12.1 Introducing Ingresses
Before I explain what an Ingress is in the context of Kubernetes, it may help readers for whom English isn’t their first language to define what the term ingress means.
DEFINITION
Ingress (noun)—The act of going in or entering; the right to enter; a means or place of entering; entryway.
In Kubernetes, an Ingress is a way for external clients to access the services of applications running in the cluster. The Ingress function consists of the following three components:
- The Ingress API object, which is used to define and configure an ingress.
- An L7 load balancer or reverse proxy that routes traffic to the backend services.
- The ingress controller, which monitors the Kubernetes API for Ingress objects and deploys and configures the load balancer or reverse proxy.
NOTE
L4 and L7 refer to layer 4 (Transport Layer; TCP, UDP) and layer 7 (Application Layer; HTTP) of the Open Systems Interconnection Model (OSI Model).
NOTE
Unlike a forward proxy, which routes and filters outgoing traffic and is typically located in the same location as the clients it serves, a reverse proxy handles incoming traffic and routes it to one or more backend servers. A reverse proxy is located near those servers.
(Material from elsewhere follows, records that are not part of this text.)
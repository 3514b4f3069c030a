#![forbid(unsafe_code)]
#![deny(
    warnings,
    dead_code,
    unused,
    unused_imports,
    unused_must_use,
    unreachable_pub,
    clippy::all,
    clippy::pedantic,
    clippy::nursery,
    rustdoc::broken_intra_doc_links,
    rustdoc::bare_urls,
    missing_docs
)]

//! Typed HTTP client for the seedbox status backend.
//!
//! Wraps `reqwest` with the calls the engine needs: reading (and forcing) the
//! status document, pushing the session's IP to the seedbox, and listing or
//! persisting session labels. The client stays transport-only; payload
//! interpretation lives in `whisker-model`.

mod client;
mod error;

pub use client::StatusClient;
pub use error::{ClientError, ClientResult};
In most online content, the term ingress controller is often used to refer to the load balancer/reverse proxy and the actual controller as one entity, but they’re two different components. For this reason, I refer to them separately in this chapter.
I also use the term proxy for the L7 load balancer, so you don’t confuse it with the L4 load balancer that handles the traffic for LoadBalancer-type services.
12.1.1 Introducing the Ingress object kind
When you want to expose a set of services externally, you create an Ingress object and reference the Service objects in it. Kubernetes uses this Ingress object to configure an L7 load balancer (an HTTP reverse proxy) that makes the services accessible to external clients through a common entrypoint.
NOTE
If you expose a Service through an Ingress, you can usually leave the Service type
set to ClusterIP
. However, some ingress implementations require the Service type to be NodePort
. Refer to the ingress controller’s documentation to see if this is the case.
Exposing services through an Ingress object
While an Ingress object can be used to expose a single Service, it’s typically used in combination with multiple Service objects, as shown in the following figure. The figure shows how a single Ingress object makes all three services in the Kiada suite accessible to external clients.
Figure 12.1 An Ingress forwards external traffic to multiple services
The Ingress object contains rules for routing traffic to the three services based on the information in the HTTP request. The public DNS entries for the services all point to the same Ingress. The Ingress determines which service should receive the request from the request itself. If the client request specifies the host kiada.example.com
, the Ingress forwards it to the pods that belong to the kiada
service, whereas requests that specify the host api.example.com
are forwarded to the quote
or quiz
services, depending on which path is requested.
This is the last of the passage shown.